What this task involves | Lines that include the string "void" are the ones to copy from the entries below.
==== Records for the task ====
//! Integration test: full package runs
//!
//! Builds small packages in memory and on disk, runs the processor end to
//! end and checks matches, wildcard expansion, conflicts, progress events
//! and cancellation.

use lictrace::engine::FileCategory;
use lictrace::{
    CancellationToken, CatalogBuilder, DirectoryPackage, FileId, LicenseCatalog, LicenseId,
    LicenseRecord, MemoryPackage, PackageProcessor, PackageReport, ProcessorConfig,
    ProgressEvent, ProgressObserver, ReferenceKind,
};
use std::sync::mpsc;
use std::sync::Arc;

// ─── Fixtures ───────────────────────────────────────────────────────

const MIT: &str = "Copyright (c) <year> <copyright holders>\n\
\n\
Permission is hereby granted, free of charge, to any person obtaining a copy\n\
of this software and associated documentation files (the \"Software\"), to deal\n\
in the Software without restriction, including without limitation the rights\n\
to use, copy, modify, merge, publish, distribute, sublicense, and/or sell\n\
copies of the Software, and to permit persons to whom the Software is\n\
furnished to do so, subject to the following conditions:\n\
\n\
The above copyright notice and this permission notice shall be included in\n\
all copies or substantial portions of the Software.";

const GPL: &str = "This program is free software; you can redistribute it and/or modify\n\
it under the terms of the GNU General Public License as published by\n\
the Free Software Foundation; either version 2 of the License.";

fn catalog() -> Arc<LicenseCatalog> {
    Arc::new(
        CatalogBuilder::new()
            .with(LicenseRecord::standard("MIT", "MIT License", MIT).compatible_with("GPL-2.0"))
            .with(LicenseRecord::standard("GPL-2.0", "GNU General Public License v2", GPL))
            .build()
            .unwrap(),
    )
}

/// `text` as a `/* ... */` block with ` * ` continuation lines
fn block_comment(text: &str) -> String {
    let mut out = String::from("/*\n");
    for line in text.lines() {
        out.push_str(" * ");
        out.push_str(line);
        out.push('\n');
    }
    out.push_str(" */\n");
    out
}

fn mit_header() -> String {
    block_comment(&MIT.replace("<year> <copyright holders>", "2024 Jane Doe"))
}

fn completed(processor: &PackageProcessor, package: &MemoryPackage) -> PackageReport {
    processor
        .process(package, &CancellationToken::new())
        .unwrap()
        .into_report()
        .expect("run completes")
}

// ─── Matching and References ────────────────────────────────────────

#[test]
fn test_mit_header_in_java_source() {
    let package = MemoryPackage::new("java").with_file(
        "demo/Main.java",
        &format!("{}package demo;\n\npublic class Main {{}}\n", mit_header()),
    );
    let processor = PackageProcessor::new(catalog(), ProcessorConfig::default());
    let report = completed(&processor, &package);

    let matches = report.matches(&FileId::new(Some("demo"), "Main.java"));
    assert_eq!(matches.len(), 1);
    assert_eq!(matches[0].license, LicenseId::new("MIT"));
    assert!(matches[0].percent() >= 95.0, "matched {:.1}%", matches[0].percent());
    let tags = matches[0].tags.as_ref().unwrap();
    assert_eq!(tags["<year>"], "2024");
    assert_eq!(report.found_licenses.len(), 1);
}

#[test]
fn test_wildcard_import_conflicts_with_gpl_file() {
    let package = MemoryPackage::new("java")
        .with_file(
            "demo/Main.java",
            &format!("{}package demo;\nimport demo.util.*;\nimport java.util.List;\n", mit_header()),
        )
        .with_file(
            "demo/util/Helper.java",
            &format!("{}package demo.util;\nclass Helper {{}}\n", block_comment(GPL)),
        );
    let processor = PackageProcessor::new(catalog(), ProcessorConfig::default());
    let report = completed(&processor, &package);

    let refs = report.references(&FileId::new(Some("demo"), "Main.java"));
    let helper = refs
        .iter()
        .find(|r| r.kind == ReferenceKind::Import)
        .expect("wildcard expanded");
    assert_eq!(helper.target, Some(FileId::new(Some("demo/util"), "Helper.java")));
    assert_eq!(helper.declaration, "import demo.util.Helper;");
    assert!(refs.iter().any(|r| r.kind == ReferenceKind::ImportStandardLibrary));

    let summary = report.summary();
    assert_eq!(summary.reference_conflicts, 1);
    let conflict = &report.conflicts.references[0];
    assert_eq!(conflict.source_license, LicenseId::new("MIT"));
    assert_eq!(conflict.target_license, LicenseId::new("GPL-2.0"));
    assert!(!report.conflicts.global.is_empty());
}

#[test]
fn test_static_include_conflict() {
    let package = MemoryPackage::new("c")
        .with_file("src/main.c", &format!("{}#include \"gpl.h\"\n#include <stdio.h>\n", mit_header()))
        .with_file("src/gpl.h", &format!("{}int helper(void);\n", block_comment(GPL)));
    let processor = PackageProcessor::new(catalog(), ProcessorConfig::default());
    let report = completed(&processor, &package);

    assert_eq!(report.summary().reference_conflicts, 1);
    assert_eq!(
        report.conflicts.references[0].reference.kind,
        ReferenceKind::StaticInclude
    );
}

#[test]
fn test_gpl_file_including_near_verbatim_mit_file() {
    // MIT accepts nothing else; GPL accepts MIT
    let catalog = Arc::new(
        CatalogBuilder::new()
            .with(LicenseRecord::standard("mit", "MIT License", MIT))
            .with(LicenseRecord::standard("gpl", "GNU General Public License v2", GPL).compatible_with("mit"))
            .build()
            .unwrap(),
    );
    let reworded = MIT
        .replace("<year> <copyright holders>", "1999 The Authors")
        .replace("hereby granted", "herewith granted")
        .replace("associated documentation", "related documentation");
    let package = MemoryPackage::new("c")
        .with_file("file1.c", &format!("{}int one(void);\n", block_comment(&reworded)))
        .with_file(
            "file2.c",
            &format!("{}#include \"file1.c\"\nint two(void);\n", block_comment(GPL)),
        );
    let processor = PackageProcessor::new(catalog, ProcessorConfig::default());
    let report = completed(&processor, &package);

    let file1 = report.matches(&FileId::root("file1.c"));
    assert_eq!(file1.len(), 1);
    assert_eq!(file1[0].license, LicenseId::new("mit"));
    assert!(file1[0].ratio >= 0.10);
    assert!(file1[0].ratio < 1.0, "substituted words still matched: {}", file1[0].ratio);

    assert_eq!(report.summary().reference_conflicts, 1);
    let conflict = &report.conflicts.references[0];
    assert_eq!(conflict.reference.source, FileId::root("file2.c"));
    assert_eq!(conflict.reference.kind, ReferenceKind::StaticInclude);
    assert_eq!(conflict.reference.declaration, "#include \"file1.c\"");
    assert_eq!(conflict.source_license, LicenseId::new("gpl"));
    assert_eq!(conflict.target_license, LicenseId::new("mit"));

    assert!(!report.conflicts.global.is_empty());
    assert!(report
        .conflicts
        .global
        .iter()
        .all(|c| c.license == LicenseId::new("mit") && c.rejects == LicenseId::new("gpl")));
}

// ─── Progress and Cancellation ──────────────────────────────────────

#[test]
fn test_progress_events_in_order() {
    let package = MemoryPackage::new("events")
        .with_file("a.c", "int a;")
        .with_file("b.php", "<?php echo 1;")
        .with_file("notes.txt", "not analyzed");
    let (tx, rx) = mpsc::channel();
    let processor = PackageProcessor::new(catalog(), ProcessorConfig::default()).with_observer(tx);
    completed(&processor, &package);
    drop(processor);

    let events: Vec<ProgressEvent> = rx.iter().collect();
    assert_eq!(
        events,
        vec![
            ProgressEvent::Begin,
            ProgressEvent::File { index: 0, count: 2, file: FileId::root("a.c") },
            ProgressEvent::File { index: 1, count: 2, file: FileId::root("b.php") },
            ProgressEvent::End,
        ]
    );
}

struct CancelAt {
    index: usize,
    token: CancellationToken,
}

impl ProgressObserver for CancelAt {
    fn file(&self, index: usize, _count: usize, _file: &FileId) {
        if index == self.index {
            self.token.cancel();
        }
    }
}

#[test]
fn test_cancel_midway_reports_nothing() {
    let mut package = MemoryPackage::new("big");
    for i in 0..100 {
        package.add_file(&format!("f{:03}.c", i), "/* Permission is hereby granted */\nint x;\n");
    }

    let token = CancellationToken::new();
    let (tx, rx) = mpsc::channel();
    let processor = PackageProcessor::new(catalog(), ProcessorConfig::default())
        .with_observer(CancelAt { index: 50, token: token.clone() })
        .with_observer(tx);

    let outcome = processor.process(&package, &token).unwrap();
    assert!(outcome.is_cancelled());
    drop(processor);

    let events: Vec<ProgressEvent> = rx.iter().collect();
    assert_eq!(events.first(), Some(&ProgressEvent::Begin));
    assert_eq!(events.last(), Some(&ProgressEvent::Cancelled));
    assert!(!events.contains(&ProgressEvent::End));
    let files = events.iter().filter(|e| matches!(e, ProgressEvent::File { .. })).count();
    assert_eq!(files, 51);
    assert!(events
        .iter()
        .all(|e| !matches!(e, ProgressEvent::File { count, .. } if *count != 100)));
}

// ─── Directory Packages ─────────────────────────────────────────────

#[test]
fn test_directory_package_with_project_config() {
    let dir = tempfile::tempdir().unwrap();
    let root = dir.path();
    std::fs::create_dir_all(root.join("src")).unwrap();
    std::fs::create_dir_all(root.join("vendor")).unwrap();
    std::fs::write(root.join("LICENSE"), MIT.replace("<year> <copyright holders>", "2024 Jane Doe")).unwrap();
    std::fs::write(root.join("src/main.c"), format!("{}int main(void) {{ return 0; }}\n", mit_header())).unwrap();
    std::fs::write(root.join("vendor/gpl.c"), block_comment(GPL)).unwrap();
    std::fs::write(
        root.join(".lictrace.toml"),
        "match_threshold = 0.5\nexclude_paths = [\"vendor/\"]\nparallel = true\n",
    )
    .unwrap();

    let config = ProcessorConfig::from_project_root(root);
    assert_eq!(config.match_threshold, 0.5);
    assert!(config.parallel);

    let package = DirectoryPackage::new(root).unwrap();
    let report = PackageProcessor::new(catalog(), config)
        .process(&package, &CancellationToken::new())
        .unwrap()
        .into_report()
        .unwrap();

    assert_eq!(report.files.source_files, vec![FileId::new(Some("src"), "main.c")]);
    assert_eq!(report.files.license_files, vec![FileId::root("LICENSE")]);
    assert_eq!(
        report.analysis(&FileId::root("LICENSE")).unwrap().category,
        FileCategory::LicenseFile
    );
    assert_eq!(report.license_counts[&LicenseId::new("MIT")], 2);
    assert!(!report.found_licenses.contains(&LicenseId::new("GPL-2.0")));
    assert!(report.conflicts.is_empty());
}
====
Worked solution |
        .with_file("src/gpl.h", &format!("{}int helper(void);\n", block_comment(GPL)));
        .with_file("file1.c", &format!("{}int one(void);\n", block_comment(&reworded)))
            &format!("{}#include \"file1.c\"\nint two(void);\n", block_comment(GPL)),
    std::fs::write(root.join("src/main.c"), format!("{}int main(void) {{ return 0; }}\n", mit_header())).unwrap();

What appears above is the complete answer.